## Problem to solve:
From the entries below, gather each line containing the word "SessionContext".
━━━━━ Records provided ━━━━━
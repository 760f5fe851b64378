use serde::Serialize;

use crate::types::Area;

use super::{Claims, Role};

#[derive(Debug, Clone, PartialEq, Eq, Serialize)]
pub struct SessionUser {
    pub id: String,
    pub role: Role,
}

/// Per-request session state handed explicitly to whatever needs it
#[derive(Debug, Clone, PartialEq, Eq, Serialize)]
#[serde(rename_all = "camelCase")]
pub struct SessionContext {
    pub is_authenticated: bool,
    pub is_loading: bool,
    pub user: Option<SessionUser>,
}

impl SessionContext {
    pub fn anonymous() -> Self {
        Self {
            is_authenticated: false,
            is_loading: false,
            user: None,
        }
    }

    /// Session whose identity has not been resolved yet
    pub fn loading() -> Self {
        Self {
            is_authenticated: false,
            is_loading: true,
            user: None,
        }
    }

    pub fn authenticated(user: SessionUser) -> Self {
        Self {
            is_authenticated: true,
            is_loading: false,
            user: Some(user),
        }
    }

    pub fn role(&self) -> Option<Role> {
        self.user.as_ref().map(|u| u.role)
    }
}

impl From<Claims> for SessionContext {
    fn from(claims: Claims) -> Self {
        Self::authenticated(SessionUser {
            id: claims.sub,
            role: claims.role,
        })
    }
}

/// Outcome of gating a session against a section
#[derive(Debug, Clone, Copy, PartialEq, Eq, Serialize)]
#[serde(rename_all = "kebab-case")]
pub enum Gate {
    /// Identity still loading; render nothing yet
    Pending,
    RedirectLogin,
    Forbidden,
    Allow,
}

/// Roles admitted to each area besides admin
fn area_roles(area: Area) -> &'static [Role] {
    match area {
        Area::Crm => &[Role::Sales],
        Area::Inventory => &[Role::Warehouse, Role::Procurement],
        Area::Procurement => &[Role::Procurement],
        Area::AfterSales => &[Role::Support, Role::Warehouse],
    }
}

pub fn gate(session: &SessionContext, area: Area) -> Gate {
    if session.is_loading {
        return Gate::Pending;
    }
    let role = match (session.is_authenticated, session.role()) {
        (true, Some(role)) => role,
        _ => return Gate::RedirectLogin,
    };
    if role == Role::Admin || area_roles(area).contains(&role) {
        Gate::Allow
    } else {
        Gate::Forbidden
    }
}
pub mod response;
pub mod session;

pub use response::{ApiResponse, ApiResult, Envelope};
━━━━━
## Response to the task:
pub struct SessionContext {
impl SessionContext {
impl From<Claims> for SessionContext {
pub fn gate(session: &SessionContext, area: Area) -> Gate {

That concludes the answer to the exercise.